* **Exercise directions**
Count every line in the data below where the word "alias" appears, then state only that count.

* **Input records**
· · · · · · ·

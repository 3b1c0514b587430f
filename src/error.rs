// Error taxonomy shared by the library components
use std::io;

use thiserror::Error;

/// Malformed input detected before any work begins.
#[derive(Debug, Error, PartialEq, Eq)]
pub enum ValidationError {
    #[error("{0} is not a valid record id")]
    InvalidId(String),
    #[error("invalid id range: {min} > {max}")]
    InvertedRange { min: String, max: String },
    #[error("--id cannot be combined with --ini/--fin")]
    ConflictingSelectors,
    #[error("origin and destination are the same storage ({0})")]
    SameStorage(String),
    #[error("unknown partition '{0}' (expected standard|minor)")]
    UnknownPartition(String),
}

/// Failure reported by a storage backend for a single object.
#[derive(Debug, Error)]
pub enum StorageError {
    #[error("object {0} not found")]
    NotFound(String),
    #[error("object {name} is corrupt: {reason}")]
    Corrupt { name: String, reason: String },
    #[error("remote storage returned {status} for {name}")]
    Remote { name: String, status: u16 },
    #[error("remote storage request failed: {0}")]
    Transport(String),
    #[error("storage authentication failed: {0}")]
    Auth(String),
    #[error(transparent)]
    Io(#[from] io::Error),
}

impl StorageError {
    pub fn is_not_found(&self) -> bool {
        matches!(self, StorageError::NotFound(_))
    }
}

impl From<reqwest::Error> for StorageError {
    fn from(err: reqwest::Error) -> Self {
        StorageError::Transport(err.to_string())
    }
}

/// Failure of the record store itself.
#[derive(Debug, Error)]
pub enum StoreError {
    #[error("cannot open record store at {path}: {reason}")]
    Connection { path: String, reason: String },
    #[error("malformed record at line {line}: {reason}")]
    Parse { line: usize, reason: String },
    #[error(transparent)]
    Io(#[from] io::Error),
    #[error(transparent)]
    Serialize(#[from] serde_json::Error),
}

/// Broken version chains found while resolving.
#[derive(Debug, Error, PartialEq, Eq)]
pub enum ConsistencyError {
    #[error("{id} points to {target}, which exists in neither the primary nor the legacy store")]
    DanglingTarget { id: String, target: String },
    #[error("obsolete chain starting at {id} loops back to {repeated}")]
    Cycle { id: String, repeated: String },
    #[error("obsolete chain starting at {id} exceeds {hops} hops")]
    TooLong { id: String, hops: usize },
    #[error("no active record found for natural key {0}")]
    NoActiveRecord(String),
}
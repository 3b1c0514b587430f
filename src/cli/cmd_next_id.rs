use super::utils;
use anyhow::Result;
use clap::Args;
use tenderlake::store::next_id;
use tenderlake::{Config, Partition};

#[derive(Args)]
#[command(
    about = "Print the next free id of a partition",
    help_template = crate::clap_help!(
        examples: "  {bin} next-id\n  \
                   {bin} next-id --group minor"
    )
)]
pub struct NextIdCommand {
    /// Record family: standard or minor
    #[arg(long, default_value = "standard")]
    pub group: Partition,
}

pub fn run(cmd: NextIdCommand, config: &Config) -> Result<()> {
    let store = utils::open_records(config)?;
    println!("{}", next_id(&store, cmd.group)?);
    Ok(())
}
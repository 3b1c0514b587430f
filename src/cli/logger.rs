// Logging setup for the CLI
use std::io::Write;

/// Initialize logger for CLI
pub fn init_logger(verbose: bool, quiet: bool) {
    if std::env::var("RUST_LOG").is_ok() {
        // RUST_LOG wins over the flags
        return env_logger::init();
    }

    let default_level = if quiet {
        log::LevelFilter::Error
    } else if verbose {
        log::LevelFilter::Info
    } else {
        log::LevelFilter::Warn
    };

    let mut builder = env_logger::Builder::new();
    builder.filter_level(default_level).format(|buf, record| {
        if record.level() <= log::Level::Warn {
            writeln!(buf, "[{}] {}", record.level(), record.args())
        } else {
            writeln!(buf, "{}", record.args())
        }
    });

    if verbose {
        builder.filter_module("tenderlake", log::LevelFilter::Debug);
        builder.filter_module("reqwest", log::LevelFilter::Info);
        builder.filter_module("hyper", log::LevelFilter::Info);
        builder.filter_module("hyper_util", log::LevelFilter::Info);
        builder.filter_module("rustls", log::LevelFilter::Info);
    }

    builder.init();
}
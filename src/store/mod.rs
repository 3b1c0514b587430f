// Record store - keyed document collection holding tender records
use crate::error::StoreError;
use crate::id_range::IdRange;
use crate::record::{Partition, Record, RecordId};

mod bulk;
mod jsonl;
mod memory;

pub use bulk::BulkWriter;
pub use jsonl::JsonlRecordStore;
pub use memory::MemoryRecordStore;

/// Outcome of one bulk replace.
///
/// After a flush every buffered record is either counted as matched
/// (replaced an existing id), upserted (new id) or listed as failed.
#[derive(Debug, Clone, Default, PartialEq, Eq)]
pub struct BulkReport {
    pub matched: usize,
    pub upserted: usize,
    pub failed: Vec<(RecordId, String)>,
}

impl BulkReport {
    pub fn total(&self) -> usize {
        self.matched + self.upserted + self.failed.len()
    }

    pub fn absorb(&mut self, other: BulkReport) {
        self.matched += other.matched;
        self.upserted += other.upserted;
        self.failed.extend(other.failed);
    }
}

/// Keyed collection of records addressed by id.
///
/// Queries mirror what the batch jobs need: point lookups, id-ordered range
/// scans with skip/limit paging, natural-key grouping and replace-by-id.
pub trait RecordStore {
    fn get(&self, id: &RecordId) -> Result<Option<Record>, StoreError>;

    /// Records in `range` ordered by id, skipping `skip` and returning at most `limit`
    fn scan(&self, range: &IdRange, skip: usize, limit: usize) -> Result<Vec<Record>, StoreError>;

    /// Every record (active or obsolete) sharing a natural key, ordered by id
    fn versions(&self, natural_key: &str) -> Result<Vec<Record>, StoreError>;

    /// Upsert by id
    fn replace(&mut self, record: Record) -> Result<(), StoreError>;

    /// Unordered bulk upsert; individual failures are reported, not raised
    fn bulk_replace(&mut self, records: Vec<Record>) -> Result<BulkReport, StoreError> {
        let mut report = BulkReport::default();
        for record in records {
            let id = record.id.clone();
            let existed = self.get(&id)?.is_some();
            match self.replace(record) {
                Ok(()) if existed => report.matched += 1,
                Ok(()) => report.upserted += 1,
                Err(e) => report.failed.push((id, e.to_string())),
            }
        }
        Ok(report)
    }

    /// Highest id present in a partition
    fn max_id(&self, partition: Partition) -> Result<Option<RecordId>, StoreError>;

    /// Persist pending changes, for stores that buffer them
    fn flush(&mut self) -> Result<(), StoreError> {
        Ok(())
    }
}

/// Next free id of a partition
pub fn next_id(store: &dyn RecordStore, partition: Partition) -> Result<RecordId, StoreError> {
    Ok(match store.max_id(partition)? {
        Some(id) => RecordId::from_number(id.number() + 1),
        None => partition.first_id(),
    })
}
//! Paper metadata tables on disk.
//!
//! Input columns are carried through untouched and in order; `cited_by` and
//! `lookup_status` are appended on output. Loading a previous output restores
//! both, which is what makes resumed runs possible.

use crate::error::{CitedByError, Result};
use std::ffi::OsString;
use std::io;
use std::path::{Path, PathBuf};
use tracing::{debug, info};

pub const TITLE_COLUMN: &str = "title";
pub const SUBMITTER_COLUMN: &str = "submitter";
pub const CITED_BY_COLUMN: &str = "cited_by";
pub const STATUS_COLUMN: &str = "lookup_status";

/// Where a record stands with respect to citation lookup.
#[derive(Debug, Clone, Copy, PartialEq, Eq, Default)]
pub enum LookupStatus {
    /// Not attempted yet
    #[default]
    Pending,
    Found,
    NotFound,
    /// Title failed validation; never sent
    Skipped,
    /// Transient failure, retry on a later pass
    Error,
    /// Provider refused the request, retry on a later pass
    Blocked,
}

impl LookupStatus {
    pub fn as_str(&self) -> &'static str {
        match self {
            Self::Pending => "",
            Self::Found => "found",
            Self::NotFound => "not_found",
            Self::Skipped => "skipped",
            Self::Error => "error",
            Self::Blocked => "blocked",
        }
    }

    pub fn parse(s: &str) -> Option<Self> {
        match s.trim() {
            "" | "pending" => Some(Self::Pending),
            "found" => Some(Self::Found),
            "not_found" => Some(Self::NotFound),
            "skipped" => Some(Self::Skipped),
            "error" => Some(Self::Error),
            "blocked" => Some(Self::Blocked),
            _ => None,
        }
    }

    /// A later pass would not change the answer.
    pub fn is_terminal(&self) -> bool {
        matches!(self, Self::Found | Self::NotFound | Self::Skipped)
    }
}

/// One row of the table.
#[derive(Debug, Clone, PartialEq, Eq)]
pub struct Record {
    values: Vec<String>,
    cited_by: Option<u64>,
    status: LookupStatus,
}

impl Record {
    pub fn cited_by(&self) -> Option<u64> {
        self.cited_by
    }

    pub fn status(&self) -> LookupStatus {
        self.status
    }

    /// Record a citation count. A count already recorded is never replaced;
    /// returns whether the record changed.
    pub(crate) fn set_found(&mut self, count: u64) -> bool {
        if self.status == LookupStatus::Found {
            return false;
        }
        self.cited_by = Some(count);
        self.status = LookupStatus::Found;
        true
    }

    /// Record a non-count status. Ignored on records that already have a
    /// count; returns whether the record changed.
    pub(crate) fn set_status(&mut self, status: LookupStatus) -> bool {
        if self.status == LookupStatus::Found || status == LookupStatus::Found {
            return false;
        }
        self.status = status;
        true
    }
}

/// Ordered table of records.
#[derive(Debug, Clone, PartialEq, Eq)]
pub struct Dataset {
    columns: Vec<String>,
    title_col: usize,
    submitter_col: usize,
    records: Vec<Record>,
}

impl Dataset {
    /// Empty dataset with the given input columns, which must include
    /// `title` and `submitter`.
    pub fn new(columns: Vec<String>) -> Result<Self> {
        let find = |name: &str| {
            columns
                .iter()
                .position(|c| c == name)
                .ok_or_else(|| CitedByError::MissingColumn(name.to_string()))
        };
        let title_col = find(TITLE_COLUMN)?;
        let submitter_col = find(SUBMITTER_COLUMN)?;

        Ok(Self {
            columns,
            title_col,
            submitter_col,
            records: Vec::new(),
        })
    }

    pub fn columns(&self) -> &[String] {
        &self.columns
    }

    pub fn len(&self) -> usize {
        self.records.len()
    }

    pub fn is_empty(&self) -> bool {
        self.records.is_empty()
    }

    pub fn records(&self) -> &[Record] {
        &self.records
    }

    pub fn record(&self, idx: usize) -> Option<&Record> {
        self.records.get(idx)
    }

    pub(crate) fn record_mut(&mut self, idx: usize) -> Option<&mut Record> {
        self.records.get_mut(idx)
    }

    /// Title of row `idx`; `None` when absent or empty.
    pub fn title(&self, idx: usize) -> Option<&str> {
        self.records
            .get(idx)
            .and_then(|r| r.values.get(self.title_col))
            .map(String::as_str)
            .filter(|t| !t.is_empty())
    }

    pub fn submitter(&self, idx: usize) -> Option<&str> {
        self.records
            .get(idx)
            .and_then(|r| r.values.get(self.submitter_col))
            .map(String::as_str)
    }

    /// Number of records per status.
    pub fn count_status(&self, status: LookupStatus) -> usize {
        self.records.iter().filter(|r| r.status == status).count()
    }

    /// Read a dataset from CSV.
    ///
    /// Existing `cited_by` / `lookup_status` columns are parsed back into
    /// record state and re-appended at the end on output.
    pub fn from_reader<R: io::Read>(reader: R) -> Result<Self> {
        let mut rdr = csv::ReaderBuilder::new().has_headers(true).from_reader(reader);

        let headers: Vec<String> = rdr.headers()?.iter().map(|h| h.trim().to_string()).collect();
        let cited_by_idx = headers.iter().position(|h| h == CITED_BY_COLUMN);
        let status_idx = headers.iter().position(|h| h == STATUS_COLUMN);
        let is_data_column = |i: usize| Some(i) != cited_by_idx && Some(i) != status_idx;

        let columns = headers
            .iter()
            .enumerate()
            .filter(|(col, _)| is_data_column(*col))
            .map(|(_, h)| h.clone())
            .collect();
        let mut dataset = Self::new(columns)?;

        for (i, row) in rdr.records().enumerate() {
            let row = row?;
            let row_num = i + 1;

            let values = row
                .iter()
                .enumerate()
                .filter(|(col, _)| is_data_column(*col))
                .map(|(_, v)| v.to_string())
                .collect();

            let cited_by = match cited_by_idx.and_then(|idx| row.get(idx)) {
                Some(raw) => parse_cited_by(raw).ok_or_else(|| CitedByError::Malformed {
                    row: row_num,
                    message: format!("invalid {} value '{}'", CITED_BY_COLUMN, raw),
                })?,
                None => None,
            };

            let status = match status_idx.and_then(|idx| row.get(idx)) {
                Some(raw) => LookupStatus::parse(raw).ok_or_else(|| CitedByError::Malformed {
                    row: row_num,
                    message: format!("invalid {} value '{}'", STATUS_COLUMN, raw),
                })?,
                None => LookupStatus::Pending,
            };

            let status = match (status, cited_by) {
                // Output of tools that only wrote cited_by
                (LookupStatus::Pending, Some(_)) => LookupStatus::Found,
                (LookupStatus::Found, None) => {
                    return Err(CitedByError::Malformed {
                        row: row_num,
                        message: format!("status 'found' without a {} value", CITED_BY_COLUMN),
                    })
                }
                (status, _) => status,
            };

            dataset.records.push(Record {
                values,
                cited_by: if status == LookupStatus::Found { cited_by } else { None },
                status,
            });
        }

        Ok(dataset)
    }

    /// Write the dataset as CSV, `cited_by` and `lookup_status` last.
    /// Absent counts are written as empty cells.
    pub fn to_writer<W: io::Write>(&self, writer: W) -> Result<()> {
        let mut wtr = csv::WriterBuilder::new().has_headers(false).from_writer(writer);

        wtr.write_record(
            self.columns
                .iter()
                .map(String::as_str)
                .chain([CITED_BY_COLUMN, STATUS_COLUMN]),
        )?;

        for record in &self.records {
            let cited_by = record.cited_by.map(|n| n.to_string()).unwrap_or_default();
            wtr.write_record(
                record
                    .values
                    .iter()
                    .map(String::as_str)
                    .chain([cited_by.as_str(), record.status.as_str()]),
            )?;
        }

        wtr.flush()?;
        Ok(())
    }
}

/// Empty cells mean no count. Integral floats ("42.0") are accepted since
/// dataframe tools write nullable integer columns that way.
fn parse_cited_by(raw: &str) -> Option<Option<u64>> {
    let raw = raw.trim();
    if raw.is_empty() {
        return Some(None);
    }
    if let Ok(n) = raw.parse::<u64>() {
        return Some(Some(n));
    }
    match raw.parse::<f64>() {
        Ok(f) if f >= 0.0 && f.fract() == 0.0 && f <= u64::MAX as f64 => Some(Some(f as u64)),
        _ => None,
    }
}

/// Load a dataset from a CSV file.
pub fn load(path: &Path) -> Result<Dataset> {
    let file = std::fs::File::open(path)?;
    let dataset = Dataset::from_reader(io::BufReader::new(file))?;
    info!(
        path = %path.display(),
        records = dataset.len(),
        completed = dataset.records().iter().filter(|r| r.status().is_terminal()).count(),
        "Loaded dataset"
    );
    Ok(dataset)
}

/// Save a dataset to `path`.
///
/// The table is written to `<path>.tmp` and renamed over `path`, so readers
/// (and crashes) only ever see a complete file.
pub fn save(dataset: &Dataset, path: &Path) -> Result<()> {
    let tmp_path = tmp_path_for(path);

    {
        let file = std::fs::File::create(&tmp_path)?;
        let mut writer = io::BufWriter::new(file);
        dataset.to_writer(&mut writer)?;
        io::Write::flush(&mut writer)?;
    }
    std::fs::rename(&tmp_path, path)?;

    debug!(path = %path.display(), records = dataset.len(), "Saved dataset");
    Ok(())
}

fn tmp_path_for(path: &Path) -> PathBuf {
    let mut name = OsString::from(path.as_os_str());
    name.push(".tmp");
    PathBuf::from(name)
}
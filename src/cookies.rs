//! Persisted Google Scholar cookies.
//!
//! Scholar is far less eager to serve CAPTCHAs to a session that already
//! passed one, so cookies exported from a browser are replayed on every
//! lookup.

use crate::error::{CitedByError, Result};
use serde::{Deserialize, Serialize};
use std::path::{Path, PathBuf};
use tracing::{debug, info, warn};

const COOKIE_FILE_NAME: &str = ".rustcitedby_cookies.json";

/// Default cookie file path: `~/.rustcitedby_cookies.json`
pub fn default_cookie_path() -> Result<PathBuf> {
    dirs::home_dir()
        .map(|p| p.join(COOKIE_FILE_NAME))
        .ok_or_else(|| CitedByError::Config("Cannot determine home directory".to_string()))
}

/// Cookie entry in browser-export format
#[derive(Debug, Clone, Serialize, Deserialize)]
pub struct Cookie {
    pub name: String,
    pub value: String,
    pub domain: String,
    #[serde(default)]
    pub path: String,
    #[serde(default)]
    pub secure: bool,
    #[serde(default, alias = "httpOnly")]
    pub http_only: bool,
    #[serde(default, alias = "expirationDate")]
    pub expires: Option<f64>,
}

/// File-backed cookie store
#[derive(Debug, Clone)]
pub struct CookieStore {
    path: PathBuf,
}

impl CookieStore {
    /// Store at the default location, falling back to the working directory
    /// when no home directory is known.
    pub fn open_default() -> Self {
        let path = default_cookie_path().unwrap_or_else(|e| {
            warn!(error = %e, "Using cookie file in working directory");
            PathBuf::from(COOKIE_FILE_NAME)
        });
        Self { path }
    }

    pub fn with_path(path: impl Into<PathBuf>) -> Self {
        Self { path: path.into() }
    }

    pub fn path(&self) -> &Path {
        &self.path
    }

    /// Load cookies.
    ///
    /// A missing or unreadable file yields no cookies; lookups then simply run
    /// without a session.
    pub fn load(&self) -> Vec<Cookie> {
        if !self.path.exists() {
            debug!(path = %self.path.display(), "Cookie file not found");
            return Vec::new();
        }

        let parsed = std::fs::read_to_string(&self.path)
            .map_err(CitedByError::from)
            .and_then(|content| {
                serde_json::from_str::<Vec<Cookie>>(&content).map_err(CitedByError::from)
            });

        match parsed {
            Ok(cookies) => {
                info!(count = cookies.len(), path = %self.path.display(), "Loaded cookies");
                cookies
            }
            Err(e) => {
                warn!(path = %self.path.display(), error = %e, "Ignoring unusable cookie file");
                Vec::new()
            }
        }
    }

    /// `Cookie` header value made of every stored cookie whose domain contains
    /// `domain_fragment`. Empty when none match.
    pub fn header_for(&self, domain_fragment: &str) -> String {
        cookie_header(&self.load(), domain_fragment)
    }

    pub fn save(&self, cookies: &[Cookie]) -> Result<()> {
        let content = serde_json::to_string_pretty(cookies)?;
        std::fs::write(&self.path, content)?;
        info!(count = cookies.len(), path = %self.path.display(), "Saved cookies");
        Ok(())
    }

    /// Parse a JSON cookie array (as exported by browser extensions) and
    /// store it. Returns the number of cookies saved.
    pub fn import_json(&self, json: &str) -> Result<usize> {
        let cookies: Vec<Cookie> = serde_json::from_str(json.trim())?;
        self.save(&cookies)?;
        Ok(cookies.len())
    }

    pub fn clear(&self) -> Result<()> {
        if self.path.exists() {
            std::fs::remove_file(&self.path)?;
            info!(path = %self.path.display(), "Cleared cookies");
        }
        Ok(())
    }
}

fn cookie_header(cookies: &[Cookie], domain_fragment: &str) -> String {
    cookies
        .iter()
        .filter(|c| c.domain.contains(domain_fragment))
        .map(|c| format!("{}={}", c.name, c.value))
        .collect::<Vec<_>>()
        .join("; ")
}

#[cfg(test)]
mod tests {
    use super::*;
    use tempfile::TempDir;

    fn cookie(name: &str, value: &str, domain: &str) -> Cookie {
        Cookie {
            name: name.to_string(),
            value: value.to_string(),
            domain: domain.to_string(),
            path: "/".to_string(),
            secure: true,
            http_only: false,
            expires: None,
        }
    }

    #[test]
    fn test_load_missing_file() {
        let store = CookieStore::with_path("/nonexistent/path/cookies.json");
        assert!(store.load().is_empty());
        assert_eq!(store.header_for("google"), "");
    }

    #[test]
    fn test_save_load_and_header() -> Result<()> {
        let dir = TempDir::new()?;
        let store = CookieStore::with_path(dir.path().join("cookies.json"));

        store.save(&[
            cookie("NID", "abc", ".google.com"),
            cookie("GSP", "xyz", "scholar.google.com"),
            cookie("other", "1", ".example.com"),
        ])?;

        assert_eq!(store.load().len(), 3);
        assert_eq!(store.header_for("google"), "NID=abc; GSP=xyz");
        Ok(())
    }

    #[test]
    fn test_import_browser_export() -> Result<()> {
        let dir = TempDir::new()?;
        let store = CookieStore::with_path(dir.path().join("cookies.json"));

        let json = r#"[{"name":"NID","value":"v","domain":".google.com","httpOnly":true,"expirationDate":1.7e9}]"#;
        assert_eq!(store.import_json(json)?, 1);

        let loaded = store.load();
        assert!(loaded[0].http_only);
        assert_eq!(loaded[0].expires, Some(1.7e9));
        Ok(())
    }

    #[test]
    fn test_corrupt_file_yields_no_cookies() -> Result<()> {
        let dir = TempDir::new()?;
        let path = dir.path().join("cookies.json");
        std::fs::write(&path, "not json")?;
        assert!(CookieStore::with_path(&path).load().is_empty());
        Ok(())
    }

    #[test]
    fn test_clear() -> Result<()> {
        let dir = TempDir::new()?;
        let store = CookieStore::with_path(dir.path().join("cookies.json"));
        store.save(&[cookie("NID", "abc", ".google.com")])?;
        store.clear()?;
        assert!(!store.path().exists());
        store.clear()?;
        Ok(())
    }
}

· · · · · · ·

* **The completed task**
2